A self-imposed downfall
Unsurprisingly, being bombarded with so much high-energy radiation does not bode well for HIP 67522 b. The planet is similar in size to Jupiter but has the density of candy floss, making it one of the wispiest exoplanets ever found.
Over time, the radiation is eroding away the planet’s feathery atmosphere, meaning it is losing mass much faster than expected. In the next 100 million years, it could go from an almost Jupiter-sized planet to a much smaller Neptune-sized planet.
“The planet seems to be triggering particularly energetic flares,” points out Ekaterina. “The waves it sends along the star’s magnetic field lines kick off flares at specific moments. But the energy of the flares is much higher than the energy of the waves. We think that the waves are setting off explosions that are waiting to happen.”
More questions than answers
When HIP 67522 was found, it was the youngest known planet orbiting so close to its host star. Since then, astronomers have spotted a couple of similar systems and there are probably dozens more in the nearby Universe. Ekaterina and her team are keen to take a closer look at these unique systems with TESS, Cheops and other exoplanet missions.
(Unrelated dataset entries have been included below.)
//! Command-line and environment configuration
//!
//! Every flag can also be set through an environment variable, which is
//! how the updater is usually configured inside a container.

use anyhow::{Context, Result, bail};
use cf_ddns_core::config::{
    CloudflareConfig, Credentials, DdnsConfig, EngineConfig, MAX_POLL_INTERVAL,
    MIN_POLL_INTERVAL, RecordConfig, RecordType, ResolverConfig, ZoneRef,
};
use cf_ddns_core::RetryPolicy;
use clap::Parser;
use std::time::Duration;
use tracing::{Level, warn};

/// Keep a Cloudflare DNS record pointed at this host's public IP address
#[derive(Parser)]
#[command(name = "cf-ddns", version, about)]
pub struct Args {
    /// Cloudflare API token with Zone:DNS:Edit permission
    #[arg(long, env = "CF_API_TOKEN", hide_env_values = true, conflicts_with_all = ["email", "api_key"])]
    pub api_token: Option<String>,

    /// Account email for legacy global API key authentication
    #[arg(long, env = "CF_API_EMAIL", requires = "api_key")]
    pub email: Option<String>,

    /// Legacy global API key
    #[arg(long, env = "CF_API_KEY", hide_env_values = true, requires = "email")]
    pub api_key: Option<String>,

    /// Zone ID of the record's zone
    #[arg(long, env = "CF_ZONE_ID", conflicts_with = "zone")]
    pub zone_id: Option<String>,

    /// Zone name (e.g. example.com); derived from the record when omitted
    #[arg(long, env = "CF_ZONE_NAME")]
    pub zone: Option<String>,

    /// Fully qualified name of the record to keep updated
    #[arg(long, env = "DDNS_RECORD")]
    pub record: String,

    /// Record type: A (IPv4) or AAAA (IPv6)
    #[arg(long, env = "DDNS_RECORD_TYPE", default_value = "A")]
    pub record_type: RecordType,

    /// TTL to enforce: 1 (automatic) or 60-86400; keeps the current TTL when omitted
    #[arg(long, env = "DDNS_TTL")]
    pub ttl: Option<u32>,

    /// Cloudflare proxy flag to enforce (true/false); left as is when omitted
    #[arg(long, env = "DDNS_PROXIED")]
    pub proxied: Option<bool>,

    /// Create the record if it does not exist
    #[arg(long, env = "DDNS_CREATE_MISSING")]
    pub create_missing: bool,

    /// Seconds between checks
    #[arg(long, env = "DDNS_INTERVAL_SECS", default_value_t = 300)]
    pub interval: u64,

    /// Public IP lookup service URL, tried in order (repeatable)
    #[arg(long = "ip-service", env = "DDNS_IP_SERVICES", value_delimiter = ',')]
    pub ip_services: Vec<String>,

    /// Attempts per network operation before a cycle gives up
    #[arg(long, env = "DDNS_MAX_ATTEMPTS", default_value_t = 3)]
    pub max_attempts: u32,

    /// Initial delay between attempts, in seconds
    #[arg(long, env = "DDNS_RETRY_DELAY_SECS", default_value_t = 2)]
    pub retry_delay: u64,

    /// Upper bound for the delay between attempts, in seconds
    #[arg(long, env = "DDNS_MAX_RETRY_DELAY_SECS", default_value_t = 30)]
    pub max_retry_delay: u64,

    /// Read everything but only log the changes that would be made
    #[arg(long, env = "DDNS_DRY_RUN")]
    pub dry_run: bool,

    /// Run a single check and exit
    #[arg(long, env = "DDNS_ONCE")]
    pub once: bool,

    /// Log level: trace, debug, info, warn or error
    #[arg(long, env = "DDNS_LOG_LEVEL", default_value = "info")]
    pub log_level: Level,
}

impl Args {
    /// Build and validate the updater configuration
    pub fn to_config(&self) -> Result<DdnsConfig> {
        let credentials = match (&self.api_token, &self.email, &self.api_key) {
            (Some(token), _, _) => Credentials::Token(token.clone()),
            (None, Some(email), Some(api_key)) => Credentials::GlobalKey {
                email: email.clone(),
                api_key: api_key.clone(),
            },
            _ => bail!(
                "Cloudflare credentials are required. \
                Set CF_API_TOKEN (preferred), or CF_API_EMAIL and CF_API_KEY"
            ),
        };

        let zone = match (&self.zone_id, &self.zone) {
            (Some(id), _) => ZoneRef::Id(id.clone()),
            (None, Some(name)) => ZoneRef::Name(name.clone()),
            (None, None) => ZoneRef::Auto,
        };

        let poll_interval = Duration::from_secs(self.interval);
        if !(MIN_POLL_INTERVAL..=MAX_POLL_INTERVAL).contains(&poll_interval) {
            bail!(
                "DDNS_INTERVAL_SECS must be between {} and {} seconds. Got: {}",
                MIN_POLL_INTERVAL.as_secs(),
                MAX_POLL_INTERVAL.as_secs(),
                self.interval
            );
        }

        if self.retry_delay == 0 {
            bail!("DDNS_RETRY_DELAY_SECS must be at least 1 second");
        }

        let mut resolver = ResolverConfig::for_record_type(self.record_type);
        if !self.ip_services.is_empty() {
            let services: Vec<String> = self
                .ip_services
                .iter()
                .map(|s| s.trim().to_string())
                .filter(|s| !s.is_empty())
                .collect();

            for url in services.iter().filter(|u| u.starts_with("http://")) {
                warn!("IP lookup service {} uses HTTP (not HTTPS)", url);
            }
            resolver = resolver.with_services(services);
        }

        let config = DdnsConfig {
            provider: CloudflareConfig {
                credentials,
                zone,
                dry_run: self.dry_run,
            },
            record: RecordConfig::new(&self.record)
                .with_record_type(self.record_type)
                .with_ttl(self.ttl)
                .with_proxied(self.proxied)
                .with_create_if_missing(self.create_missing),
            resolver,
            engine: EngineConfig {
                poll_interval,
                retry: RetryPolicy {
                    max_attempts: self.max_attempts,
                    base_delay: Duration::from_secs(self.retry_delay),
                    max_delay: Duration::from_secs(self.max_retry_delay),
                },
                ..EngineConfig::default()
            },
        };

        config.validate().context("Invalid configuration")?;
        Ok(config)
    }
}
“I have a million questions because this is a completely new phenomenon, so the details are still not clear,” she says.
“There are two things that I think are most important to do now. The first is to follow up in different wavelengths (Cheops covers visible to near-infrared wavelengths) to find out what kind of energy is being released in these flares – for example ultraviolet and X-rays are especially bad news for the exoplanet.
“The second is to find and study other similar star-planet systems; by moving from a single case to a group of 10–100 systems, theoretical astronomers will have something to work with.”
Maximillian Günther, Cheops project scientist at ESA, is excited to see the mission contributing to research in a way that he never thought possible: “Cheops was designed to characterise the sizes and atmospheres of exoplanets, not to look for flares. It’s really beautiful to see the mission contributing to this and other results that go so far beyond what it was envisioned to do.”
Looking further ahead, ESA’s future exoplanet hunter Plato will also study Sun-like stars like HIP 67522. Plato will be able to capture much smaller flares to really give us the detail that we need to better understand what is going on.